Da leitura das propostas acima, parece haver uma quase unanimidade de que é necessário unificar os sistemas de previdenciário público e privado. Resta saber se os candidatos, uma vez eleitos, terão disposição de enfrentar os poderosos lobbies dos servidores públicos e dos militares – aliás, talvez seja por isso que Bolsonaro tenha sido um dos poucos que não propôs essa medida.

A imposição de idade mínima para aposentadoria é apoiada explicitamente apenas por Ciro Gomes, Henrique Meirelles (pai da proposta enviada por Michel Temer ao Congresso), João Amoêdo e Marina Silva.
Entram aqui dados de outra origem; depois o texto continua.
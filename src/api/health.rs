// SPDX-License-Identifier: AGPL-3.0-or-later
//
// Copyright (C) 2026 InfoGarden

use axum::{extract::State, http::StatusCode, Json};
use serde::Serialize;
use utoipa::ToSchema;

use crate::state::AppState;

/// Health check response with individual component status.
#[derive(Debug, Serialize, ToSchema)]
pub struct ReadyResponse {
    /// Overall health status ("ok" or "degraded").
    pub status: String,
    /// Individual health checks and their results.
    pub checks: HealthChecks,
}

/// Individual health check results.
#[derive(Debug, Serialize, ToSchema)]
pub struct HealthChecks {
    /// Whether the service process is running.
    pub service: String,
    /// Data directory write/read check.
    pub data_dir: String,
    /// "configured" or "missing". Informational: exports and reveals of
    /// secrets fail without a key, everything else works.
    pub encryption: String,
    /// Export worker permits currently free.
    pub export_workers_available: usize,
}

/// Simple health check response for liveness checks.
#[derive(Debug, Serialize, ToSchema)]
pub struct HealthResponse {
    pub status: String,
}

/// Health check endpoint handler.
///
/// Returns 200 if all checks pass, 503 if any check fails.
#[utoipa::path(
    get,
    path = "/health",
    tag = "Health",
    responses(
        (status = 200, description = "Service is healthy", body = ReadyResponse),
        (status = 503, description = "Service is unhealthy", body = ReadyResponse)
    )
)]
pub async fn health(State(state): State<AppState>) -> (StatusCode, Json<ReadyResponse>) {
    let data_ok = match state.storage().health_check() {
        Ok(()) => true,
        Err(e) => {
            tracing::warn!(error = %e, "Data directory health check failed");
            false
        }
    };

    let response = ReadyResponse {
        status: if data_ok { "ok" } else { "degraded" }.to_string(),
        checks: HealthChecks {
            service: "ok".to_string(),
            data_dir: if data_ok { "ok" } else { "unavailable" }.to_string(),
            encryption: if state.exports.encryption_configured() {
                "configured"
            } else {
                "missing"
            }
            .to_string(),
            export_workers_available: state.exports.runner().available_workers(),
        },
    };

    let status = if data_ok {
        StatusCode::OK
    } else {
        StatusCode::SERVICE_UNAVAILABLE
    };

    (status, Json(response))
}

/// Liveness handler.
///
/// Always returns 200 if the process is running.
#[utoipa::path(
    get,
    path = "/health/live",
    tag = "Health",
    responses(
        (status = 200, description = "Service is alive", body = HealthResponse)
    )
)]
pub async fn liveness() -> Json<HealthResponse> {
    Json(HealthResponse {
        status: "ok".to_string(),
    })
}

/// Readiness handler.
#[utoipa::path(
    get,
    path = "/health/ready",
    tag = "Health",
    responses(
        (status = 200, description = "Service is ready", body = ReadyResponse),
        (status = 503, description = "Service is not ready", body = ReadyResponse)
    )
)]
pub async fn readiness(state: State<AppState>) -> (StatusCode, Json<ReadyResponse>) {
    health(state).await
}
Por se tratar de um dispositivo presente na maioria dos países e condizente com o envelhecimento da população, é preocupante perceber que ele não tenha sido explicitamente defendido pelos demais candidatos.
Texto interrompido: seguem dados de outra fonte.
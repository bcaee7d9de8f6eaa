// SPDX-License-Identifier: AGPL-3.0-or-later
//
// Copyright (C) 2026 InfoGarden

//! # Storage Module
//!
//! Persistent state lives under a single data root:
//!
//! ```text
//! {DATA_DIR}/
//!   ledger.redb                 # Export job ledger (redb)
//!   orgs/{org_id}/
//!     org.json                  # Organization metadata
//!     folders/{id}.json         # Document folders
//!     documents/{id}.json       # Documents (markdown or HTML body)
//!     contacts/{id}.json
//!     credentials/{id}.json     # Secrets stored as encrypted tokens only
//!   exports/
//!     org_{org}_export_{job}.zip
//!     org_{org}_{job}_XXXX/     # Staging directory while a job runs
//!   audit/
//!     {date}/events.jsonl       # Daily audit logs
//! ```
//!
//! Organization records are plain JSON files written atomically. The export
//! ledger is an embedded ACID database so that status transitions can be
//! checked and applied in one transaction.

pub mod audit;
pub mod file_store;
pub mod ledger;
pub mod paths;
pub mod repository;

pub use audit::{AuditEvent, AuditEventType, AuditRepository};
pub use file_store::{FileStore, StorageError, StorageResult};
pub use ledger::{ExportJob, ExportLedger, ExportStatus, LedgerError, LedgerResult, RenderFailure};
pub use paths::StoragePaths;
pub use repository::{
    Contact, ContactRepository, ContentType, CredentialRecord, CredentialRepository, Document,
    DocumentFolder, DocumentRepository, FolderRepository, Organization, OrganizationRepository,
};
// SPDX-License-Identifier: AGPL-3.0-or-later
//
// Copyright (C) 2026 InfoGarden

use std::sync::Arc;

use crate::config::Config;
use crate::crypto::SecretCipher;
use crate::export::ExportService;
use crate::storage::{ExportLedger, FileStore, LedgerError, StorageError, StoragePaths};

#[derive(Debug, thiserror::Error)]
pub enum StateError {
    #[error("storage error: {0}")]
    Storage(#[from] StorageError),

    #[error("ledger error: {0}")]
    Ledger(#[from] LedgerError),
}

#[derive(Clone)]
pub struct AppState {
    pub exports: ExportService,
}

impl AppState {
    pub fn new(exports: ExportService) -> Self {
        Self { exports }
    }

    /// Open the data directory and ledger described by `config`.
    pub fn open(config: &Config) -> Result<Self, StateError> {
        let mut store = FileStore::new(StoragePaths::new(&config.data_dir));
        store.initialize()?;
        let ledger = ExportLedger::open(&store.paths().ledger_db())?;
        let cipher = SecretCipher::new(config.encryption_key.as_deref());

        Ok(Self::new(ExportService::new(
            Arc::new(store),
            Arc::new(ledger),
            Arc::new(cipher),
            config.static_dir.clone(),
            config.export_workers,
        )))
    }

    pub fn storage(&self) -> &FileStore {
        self.exports.store()
    }
}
Com relação à mudança do modelo atual de repartição (em que os trabalhadores da ativa pagam os benefícios dos aposentados) para um sistema de capitalização (em que cada um contribui para a sua própria aposentadoria), Álvaro Dias, Bolsonaro e Marina Silva se mostram preocupados em como fazer essa transição de modo fiscalmente responsável – afinal, como pagar a aposentadoria dos atuais inativos se as contribuições de quem está na ativa será destinada às contas individuais? As soluções apresentadas – utilização de ações de estatais ou a criação de um fundo – são insuficientes. Mas só de colocarem o assunto em pauta já é um avanço.

Por fim, a proposta de Boulos para a previdência parece nitidamente insustentável: seus planos de expandir os benefícios e relaxar as condições para a sua concessão agravam o déficit e não são compensados pelas medidas de combater a sonegação, cobrar a dívida e acabar com as desonerações e a DRU. E por falar em conta que não fecha, a solução Lula/Haddad de eliminar o déficit previdenciário apenas com crescimento econômico e formalização de empresas é ilusória, como o ex-presidente bem sabe: se não aconteceu no seu governo, mesmo com picos de crescimento chinês, certamente não ocorrerá agora.

Em resumo, temos algumas propostas mais audaciosas do que os últimos governos conseguiram implementar. A gravidade da situação fiscal, no entanto, não admite wishful thinking e exigirá, do(a) futuro(a) presidente, muita coragem para enfrentar um tema impopular e encarar poderosos interesses.